De son nom complet Guislain Joseph Sulpice Danel, Guislain naît le 13 avril 1818 à Bapeaume, Pas-de-Calais, fils de Sulpice Joseph Danel, tisserand, et d'Auguste Caroline Codroy, sa femme.

Il épouse Anne Milard, le 23 octobre 1847 à Paris, avec un mariage religieux à Saint Merry. Il habite alors 28 rue de la Vieille Monnaie.

Ils ont au moins une fille, Désirée Jeanne Danel, née le 29 août 1855. Elle est baptisée le 17 septembre 1855 à St Merry.

Guislain décède le 8 août 1871 à Blois, à l'âge de cinquante-trois ans.
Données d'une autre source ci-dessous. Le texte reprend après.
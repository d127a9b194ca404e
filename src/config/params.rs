//! Elastic-net hyperparameters

use crate::error::{PipelineError, Result};
use serde::{Deserialize, Serialize};

/// Order in which coordinates are visited during descent
#[derive(Debug, Clone, Copy, PartialEq, Eq, Serialize, Deserialize, Default)]
#[serde(rename_all = "lowercase")]
pub enum Selection {
    /// Visit features in column order every sweep
    #[default]
    Cyclic,
    /// Visit features in a seeded random order every sweep
    Random,
}

/// Regularization strength and mix
#[derive(Debug, Clone, Copy, PartialEq, Serialize, Deserialize)]
pub struct Hyperparameters {
    /// Overall regularization strength
    pub alpha: f64,
    /// Mix between L1 and L2 penalty (0 = ridge, 1 = lasso)
    pub l1_ratio: f64,
}

/// Coordinate descent solver settings
#[derive(Debug, Clone, Copy, PartialEq, Serialize, Deserialize)]
pub struct SolverSettings {
    #[serde(default = "default_max_iter")]
    pub max_iter: usize,
    #[serde(default = "default_tol")]
    pub tol: f64,
    #[serde(default)]
    pub selection: Selection,
}

fn default_max_iter() -> usize {
    1000
}

fn default_tol() -> f64 {
    1e-4
}

impl Default for SolverSettings {
    fn default() -> Self {
        Self {
            max_iter: default_max_iter(),
            tol: default_tol(),
            selection: Selection::default(),
        }
    }
}

/// The `[elasticnet]` table of `params.toml`
#[derive(Debug, Clone, Copy, PartialEq, Serialize, Deserialize)]
pub struct ElasticNetParams {
    pub random_seed: u64,
    pub hyperparameters: Hyperparameters,
    #[serde(default)]
    pub solver: SolverSettings,
}

impl ElasticNetParams {
    pub fn new(alpha: f64, l1_ratio: f64, random_seed: u64) -> Self {
        Self {
            random_seed,
            hyperparameters: Hyperparameters { alpha, l1_ratio },
            solver: SolverSettings::default(),
        }
    }

    pub fn validate(&self) -> Result<()> {
        let Hyperparameters { alpha, l1_ratio } = self.hyperparameters;
        if !alpha.is_finite() || alpha < 0.0 {
            return Err(PipelineError::ConfigError(format!(
                "elasticnet.hyperparameters.alpha must be a non-negative number, got {}",
                alpha
            )));
        }
        if !(0.0..=1.0).contains(&l1_ratio) {
            return Err(PipelineError::ConfigError(format!(
                "elasticnet.hyperparameters.l1_ratio must lie in [0, 1], got {}",
                l1_ratio
            )));
        }
        if self.solver.max_iter == 0 {
            return Err(PipelineError::ConfigError(
                "elasticnet.solver.max_iter must be positive".to_string(),
            ));
        }
        if !(self.solver.tol > 0.0) {
            return Err(PipelineError::ConfigError(format!(
                "elasticnet.solver.tol must be positive, got {}",
                self.solver.tol
            )));
        }
        Ok(())
    }
}

#[derive(Debug, Clone, Deserialize)]
struct ParamsFile {
    elasticnet: ElasticNetParams,
}

/// Parse `params.toml`
pub fn params_from_toml(text: &str) -> Result<ElasticNetParams> {
    let file: ParamsFile = toml::from_str(text)?;
    file.elasticnet.validate()?;
    Ok(file.elasticnet)
}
Cela, c'est ce qu'une recherche en ligne peut donner de la vie de Guislain.

Comment est-il passé de Paris à Blois ?

Cela mérite une petite recherche approfondie, en commençant par la fin, son acte de décès. Il est indiqué que Guislain est décédé à la maison des aliénés de Blois et c'est là que se trouve la réponse.

Le 7 juillet 1871, Guislain est admis à l'asile des aliénés de Blois à la demande du directeur de l'assistance publique de Paris. Il était interné à l'asile des aliénés de Vaucluse. Non, ce n'est pas dans le département du Vaucluse, mais dans celui de la Seine.

 

Vaucluse

L' asile d'aliénés de Vaucluse, troisième asile du département de la Seine après Sainte-Anne et Ville-Évrard, ouvre en 1869. En 1937, il est rebaptisé hôpital psychiatrique de Vaucluse, puis hôpital psychiatrique de Perray-Vaucluse. Il est aujourd'hui connu sous le nom de Groupe Public de Santé Perray-Vaucluse, et dispose d'un site Internet.

http://psychiatrie.histoire.free.fr

Guislain a cinquante-trois ans, il est cordonnier et surtout, il est atteint de démence paralytique. Son état est visiblement grave car il décède un mois plus tard, le 8 août, à six heures du matin, de marasme paralytique.

Guislain avait les cheveux châtains, le front bas, les yeux gris, le nez petit, la bouche moyenne, la barbe chataîne, le menton rond, le visage ovale.

Internet c'est bien, c'est un très bon outil de recherche................. mais ce n'est pas l'outil universel.

Rien ne vaut, pour finaliser un dossier, une petite ballade aux archives.